Chan Zuckerberg Biohub, San Francisco, CA, USA.
Gladstone Institutes of Data Science and Biotechnology, San Francisco, CA, USA.
Genome Biol. 2023 Aug 10;24(1):186. doi: 10.1186/s13059-023-03030-8.
Existing single nucleotide polymorphism (SNP) genotyping algorithms do not scale for species with thousands of sequenced strains, nor do they account for conspecific redundancy. Here we present a bioinformatics tool, Maast, which empowers population genetic meta-analysis of microbes at an unrivaled scale. Maast implements a novel algorithm to heuristically identify a minimal set of diverse conspecific genomes, then constructs a reliable SNP panel for each species, and enables rapid and accurate genotyping using a hybrid of whole-genome alignment and k-mer exact matching. We demonstrate Maast's utility by genotyping thousands of Helicobacter pylori strains and tracking SARS-CoV-2 diversification.

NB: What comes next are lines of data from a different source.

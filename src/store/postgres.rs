//! Postgres-backed store. Table layout lives in `migrations/0001_calendar.sql`.

use async_trait::async_trait;
use chrono::{DateTime, NaiveDate, Utc};
use sqlx::{FromRow, PgPool};
use uuid::Uuid;

use super::{CalendarStore, DateFilter};
use crate::error::{StoreError, StoreResult};
use crate::models::{
    DateRecord, EventOccurrence, LeaveRequest, LeaveStatus, NewEvent, NewLeaveRequest, Registration,
};

#[derive(Debug, Clone)]
pub struct PgStore {
    pool: PgPool,
}

impl PgStore {
    pub fn new(pool: PgPool) -> Self {
        Self { pool }
    }
}

#[derive(FromRow)]
struct RecordRow {
    user_id: Uuid,
    date: NaiveDate,
    flow_intensity: Option<i32>,
    symptoms: Vec<String>,
    note: Option<String>,
}

impl From<RecordRow> for DateRecord {
    fn from(row: RecordRow) -> Self {
        DateRecord {
            user_id: row.user_id,
            date: row.date,
            flow_intensity: row.flow_intensity,
            symptoms: row.symptoms.into_iter().collect(),
            note: row.note,
        }
    }
}

#[derive(FromRow)]
struct EventRow {
    id: Uuid,
    title: String,
    start_at: DateTime<Utc>,
    end_at: DateTime<Utc>,
    capacity: Option<i32>,
    registration_count: i32,
}

impl From<EventRow> for EventOccurrence {
    fn from(row: EventRow) -> Self {
        EventOccurrence {
            id: row.id,
            title: row.title,
            start: row.start_at,
            end: row.end_at,
            capacity: row.capacity,
            registration_count: row.registration_count,
        }
    }
}

#[derive(FromRow)]
struct RegistrationRow {
    event_id: Uuid,
    user_id: Uuid,
    registered_at: DateTime<Utc>,
}

impl From<RegistrationRow> for Registration {
    fn from(row: RegistrationRow) -> Self {
        Registration {
            event_id: row.event_id,
            user_id: row.user_id,
            registered_at: row.registered_at,
        }
    }
}

#[derive(FromRow)]
struct LeaveRow {
    id: Uuid,
    user_id: Uuid,
    start_at: DateTime<Utc>,
    end_at: DateTime<Utc>,
    reason: Option<String>,
    status: String,
    created_at: DateTime<Utc>,
}

impl TryFrom<LeaveRow> for LeaveRequest {
    type Error = StoreError;

    fn try_from(row: LeaveRow) -> Result<Self, Self::Error> {
        let status = LeaveStatus::parse(&row.status).ok_or_else(|| {
            StoreError::Database(sqlx::Error::Decode(
                format!("unknown leave status '{}'", row.status).into(),
            ))
        })?;
        Ok(LeaveRequest {
            id: row.id,
            user_id: row.user_id,
            start: row.start_at,
            end: row.end_at,
            reason: row.reason,
            status,
            created_at: row.created_at,
        })
    }
}

const EVENT_COLUMNS: &str = "id, title, start_at, end_at, capacity, registration_count";
const LEAVE_COLUMNS: &str = "id, user_id, start_at, end_at, reason, status, created_at";

#[async_trait]
impl CalendarStore for PgStore {
    async fn save_record(&self, record: DateRecord) -> StoreResult<DateRecord> {
        let symptoms: Vec<String> = record.symptoms.iter().cloned().collect();
        let row = sqlx::query_as::<_, RecordRow>(
            r#"
            INSERT INTO date_records (user_id, date, flow_intensity, symptoms, note)
            VALUES ($1, $2, $3, $4, $5)
            ON CONFLICT (user_id, date) DO UPDATE
               SET flow_intensity = EXCLUDED.flow_intensity,
                   symptoms = EXCLUDED.symptoms,
                   note = EXCLUDED.note,
                   updated_at = now()
            RETURNING user_id, date, flow_intensity, symptoms, note
            "#,
        )
        .bind(record.user_id)
        .bind(record.date)
        .bind(record.flow_intensity)
        .bind(symptoms)
        .bind(record.note)
        .fetch_one(&self.pool)
        .await?;
        Ok(row.into())
    }

    async fn delete_record(&self, user_id: Uuid, date: NaiveDate) -> StoreResult<bool> {
        let result = sqlx::query("DELETE FROM date_records WHERE user_id = $1 AND date = $2")
            .bind(user_id)
            .bind(date)
            .execute(&self.pool)
            .await?;
        Ok(result.rows_affected() > 0)
    }

    async fn list_records(&self, user_id: Uuid, filter: DateFilter) -> StoreResult<Vec<DateRecord>> {
        let rows = sqlx::query_as::<_, RecordRow>(
            r#"
            SELECT user_id, date, flow_intensity, symptoms, note
            FROM date_records
            WHERE user_id = $1
              AND ($2::date IS NULL OR date >= $2)
              AND ($3::date IS NULL OR date <= $3)
            ORDER BY date ASC
            "#,
        )
        .bind(user_id)
        .bind(filter.from)
        .bind(filter.to)
        .fetch_all(&self.pool)
        .await?;
        Ok(rows.into_iter().map(Into::into).collect())
    }

    async fn create_event(&self, event: NewEvent) -> StoreResult<EventOccurrence> {
        let row = sqlx::query_as::<_, EventRow>(&format!(
            "INSERT INTO events (id, title, start_at, end_at, capacity, registration_count)
             VALUES ($1, $2, $3, $4, $5, 0)
             RETURNING {EVENT_COLUMNS}"
        ))
        .bind(Uuid::new_v4())
        .bind(event.title)
        .bind(event.start)
        .bind(event.end)
        .bind(event.capacity)
        .fetch_one(&self.pool)
        .await?;
        Ok(row.into())
    }

    async fn get_event(&self, id: Uuid) -> StoreResult<Option<EventOccurrence>> {
        let row = sqlx::query_as::<_, EventRow>(&format!(
            "SELECT {EVENT_COLUMNS} FROM events WHERE id = $1"
        ))
        .bind(id)
        .fetch_optional(&self.pool)
        .await?;
        Ok(row.map(Into::into))
    }

    async fn list_events(&self, from: DateTime<Utc>, to: DateTime<Utc>) -> StoreResult<Vec<EventOccurrence>> {
        let rows = sqlx::query_as::<_, EventRow>(&format!(
            "SELECT {EVENT_COLUMNS} FROM events
             WHERE start_at < $2 AND end_at > $1
             ORDER BY start_at ASC, id ASC"
        ))
        .bind(from)
        .bind(to)
        .fetch_all(&self.pool)
        .await?;
        Ok(rows.into_iter().map(Into::into).collect())
    }

    async fn find_registration(&self, event_id: Uuid, user_id: Uuid) -> StoreResult<Option<Registration>> {
        let row = sqlx::query_as::<_, RegistrationRow>(
            "SELECT event_id, user_id, registered_at FROM event_registrations
             WHERE event_id = $1 AND user_id = $2",
        )
        .bind(event_id)
        .bind(user_id)
        .fetch_optional(&self.pool)
        .await?;
        Ok(row.map(Into::into))
    }

    async fn register(&self, event_id: Uuid, user_id: Uuid, at: DateTime<Utc>) -> StoreResult<Registration> {
        let mut tx = self.pool.begin().await?;

        let exists: Option<(Uuid,)> = sqlx::query_as("SELECT id FROM events WHERE id = $1")
            .bind(event_id)
            .fetch_optional(&mut *tx)
            .await?;
        if exists.is_none() {
            return Err(StoreError::not_found("Event", event_id));
        }

        let inserted = sqlx::query_as::<_, RegistrationRow>(
            "INSERT INTO event_registrations (event_id, user_id, registered_at)
             VALUES ($1, $2, $3)
             ON CONFLICT (event_id, user_id) DO NOTHING
             RETURNING event_id, user_id, registered_at",
        )
        .bind(event_id)
        .bind(user_id)
        .bind(at)
        .fetch_optional(&mut *tx)
        .await?;
        let Some(registration) = inserted else {
            return Err(StoreError::already_exists("Registration", format!("{event_id}/{user_id}")));
        };

        // The guard in the WHERE clause keeps concurrent sign-ups from overshooting capacity.
        let bumped = sqlx::query(
            "UPDATE events SET registration_count = registration_count + 1
             WHERE id = $1 AND (capacity IS NULL OR registration_count < capacity)",
        )
        .bind(event_id)
        .execute(&mut *tx)
        .await?;
        if bumped.rows_affected() == 0 {
            return Err(StoreError::CapacityReached(event_id.to_string()));
        }

        tx.commit().await?;
        Ok(registration.into())
    }

    async fn cancel_registration(&self, event_id: Uuid, user_id: Uuid) -> StoreResult<bool> {
        let mut tx = self.pool.begin().await?;

        let removed = sqlx::query("DELETE FROM event_registrations WHERE event_id = $1 AND user_id = $2")
            .bind(event_id)
            .bind(user_id)
            .execute(&mut *tx)
            .await?;
        if removed.rows_affected() == 0 {
            return Ok(false);
        }

        sqlx::query(
            "UPDATE events SET registration_count = GREATEST(registration_count - 1, 0) WHERE id = $1",
        )
        .bind(event_id)
        .execute(&mut *tx)
        .await?;

        tx.commit().await?;
        Ok(true)
    }

    async fn create_leave_request(&self, request: NewLeaveRequest, at: DateTime<Utc>) -> StoreResult<LeaveRequest> {
        let row = sqlx::query_as::<_, LeaveRow>(&format!(
            "INSERT INTO leave_requests (id, user_id, start_at, end_at, reason, status, created_at)
             VALUES ($1, $2, $3, $4, $5, $6, $7)
             RETURNING {LEAVE_COLUMNS}"
        ))
        .bind(Uuid::new_v4())
        .bind(request.user_id)
        .bind(request.start)
        .bind(request.end)
        .bind(request.reason)
        .bind(LeaveStatus::Pending.as_str())
        .bind(at)
        .fetch_one(&self.pool)
        .await?;
        row.try_into()
    }

    async fn get_leave_request(&self, id: Uuid) -> StoreResult<Option<LeaveRequest>> {
        let row = sqlx::query_as::<_, LeaveRow>(&format!(
            "SELECT {LEAVE_COLUMNS} FROM leave_requests WHERE id = $1"
        ))
        .bind(id)
        .fetch_optional(&self.pool)
        .await?;
        row.map(LeaveRequest::try_from).transpose()
    }

    async fn list_leave_requests(&self, user_id: Uuid) -> StoreResult<Vec<LeaveRequest>> {
        let rows = sqlx::query_as::<_, LeaveRow>(&format!(
            "SELECT {LEAVE_COLUMNS} FROM leave_requests
             WHERE user_id = $1
             ORDER BY start_at ASC, id ASC"
        ))
        .bind(user_id)
        .fetch_all(&self.pool)
        .await?;
        rows.into_iter().map(LeaveRequest::try_from).collect()
    }

    async fn decide_leave_request(&self, id: Uuid, status: LeaveStatus) -> StoreResult<LeaveRequest> {
        // Only a pending row matches, so two racing decisions cannot both land.
        let row = sqlx::query_as::<_, LeaveRow>(&format!(
            "UPDATE leave_requests SET status = $2
             WHERE id = $1 AND status = $3
             RETURNING {LEAVE_COLUMNS}"
        ))
        .bind(id)
        .bind(status.as_str())
        .bind(LeaveStatus::Pending.as_str())
        .fetch_optional(&self.pool)
        .await?;
        if let Some(row) = row {
            return row.try_into();
        }

        match self.get_leave_request(id).await? {
            Some(current) => Err(StoreError::invalid_transition(current.status, status)),
            None => Err(StoreError::not_found("LeaveRequest", id)),
        }
    }
}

现有的单核苷酸多态性(SNP)基因分型算法不适用于具有数千个测序菌株的物种,也无法考虑同物冗余。在这里,我们介绍了一种生物信息学工具 Maast,它可以在无与伦比的规模上实现微生物群体遗传元分析。Maast 实现了一种新颖的算法,可以启发式地识别一组最小的多样化同物基因组,然后为每个物种构建一个可靠的 SNP 面板,并通过全基因组比对和 k-mer 精确匹配的混合使用实现快速准确的基因分型。我们通过对数千株幽门螺杆菌菌株进行基因分型并跟踪 SARS-CoV-2 的多样化来证明 Maast 的实用性。